On touche ici au fondement de la légitimité de l’endettement, qui réside dans ce qu’on pourrait appeler la culture consumériste. En Occident, la consommation constitue une manière pour l’individu d’exprimer son identité et de se différencier de ses pairs. Ceci est d’autant plus vrai pour les adolescents et les jeunes adultes, et ce, peu importe leur condition économique. Dans ces circonstances, il semble normal pour les consommateurs de se procurer à crédit les biens et les loisirs qui les rapprocheront du statut social convoité. Cela nous permet-il de saluer les avantages du crédit? Tout porte plutôt à croire que cumulé à une utilisation abusive du crédit, ce désir de reconnaissance sociale peut se transformer en un cocktail explosif. Dans son documentaire Maxed Out (titre qui signifie en français : qui a atteint sa limite de crédit), le réalisateur James Scurlock s’est entretenu avec deux mères dont les enfants n’ont trouvé comme solution au surendettement que de s’enlever la vie. Les deux avaient été sollicités par des institutions bancaires alors qu’ils entraient à peine au collège et qu’ils étaient sans emploi. L’un deux posséda jusqu’à douze cartes de crédit. Il confessa à sa mère qu’il considérait sa vie comme un échec. Certes, il s’agit-là de cas extrêmes, mais qui révèlent de façon sordide la relation étroite entre l’estime de soi et la réussite économique, de même que la fonction qui échoit à la consommation dans ce contexte.

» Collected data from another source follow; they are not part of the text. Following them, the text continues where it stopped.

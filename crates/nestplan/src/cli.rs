use std::path::PathBuf;

use clap::{Parser, Subcommand};
use nestplan_core::model::MAX_HORIZON_YEARS;

#[derive(Parser, Debug)]
#[command(name = "nestplan")]
#[command(about = "Project savings forward and plan withdrawals and dream purchases")]
pub struct Args {
    /// Path to the data directory (default: ~/.nestplan/)
    #[arg(short, long, global = true)]
    pub data_dir: Option<PathBuf>,

    /// Log level (debug, info, warn, error)
    #[arg(short, long, default_value = "info", global = true)]
    pub log_level: String,

    /// Plan to use (default: the active plan)
    #[arg(short, long, global = true)]
    pub plan: Option<String>,

    /// Print machine-readable JSON instead of text
    #[arg(long, global = true)]
    pub json: bool,

    #[command(subcommand)]
    pub command: Command,
}

#[derive(Subcommand, Debug, Clone, PartialEq)]
pub enum Command {
    /// Create the data directory with a starter plan and default settings
    Init {
        /// Overwrite existing plans and settings
        #[arg(long)]
        force: bool,
    },
    /// Project every holding and total net worth
    Summary {
        #[arg(short, long, default_value_t = 10, value_parser = horizon_years())]
        years: u32,
        /// Also show net worth year by year
        #[arg(long)]
        series: bool,
    },
    /// Plan a one-off withdrawal of a net amount
    Withdraw {
        /// Net (after-tax) amount needed
        #[arg(short, long)]
        amount: f64,
        /// Years from now
        #[arg(short, long, value_parser = horizon_years())]
        years: u32,
    },
    /// Plan every withdrawal goal stored in the plan
    Goals,
    /// Check whether dream purchases are funded
    Dream {
        /// Only analyze the dream with this name
        #[arg(short, long)]
        name: Option<String>,
    },
}

fn horizon_years() -> clap::builder::RangedI64ValueParser<u32> {
    clap::value_parser!(u32).range(0..=i64::from(MAX_HORIZON_YEARS))
}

Il ne fait pas de doute que les connaissances limitées des jeunes en matière de crédit (taux d’intérêt, échéances, concept du paiement minimum, etc.) en font des proies faciles, et bien sûr des clients rentables pour les institutions financières. En outre, l’endettement est souvent qualifié à raison de « spirale » parce qu’il est fréquent d’emprunter pour d’honorer une dette plus ancienne. En offrant du crédit facile aux jeunes, on les entraîne dans cette spirale au détriment de leur santé financière et, on l’a vu, de leur santé tout court. Pour garder la tête hors de l’eau, il faut donc financer son endettement. Le travail salarié, qui servait à soutenir la consommation, devient une nécessité pour celui qui doit rembourser ses créanciers. En ce sens, l’endettement agit comme un puissant mécanisme de disciplinarisation, d’autant plus efficace qu’il est mis en place et intériorisé à un jeune âge. Ceux qui ont dû s’endetter afin de financer leurs études ressentent d’ailleurs rapidement le poids de cette discipline.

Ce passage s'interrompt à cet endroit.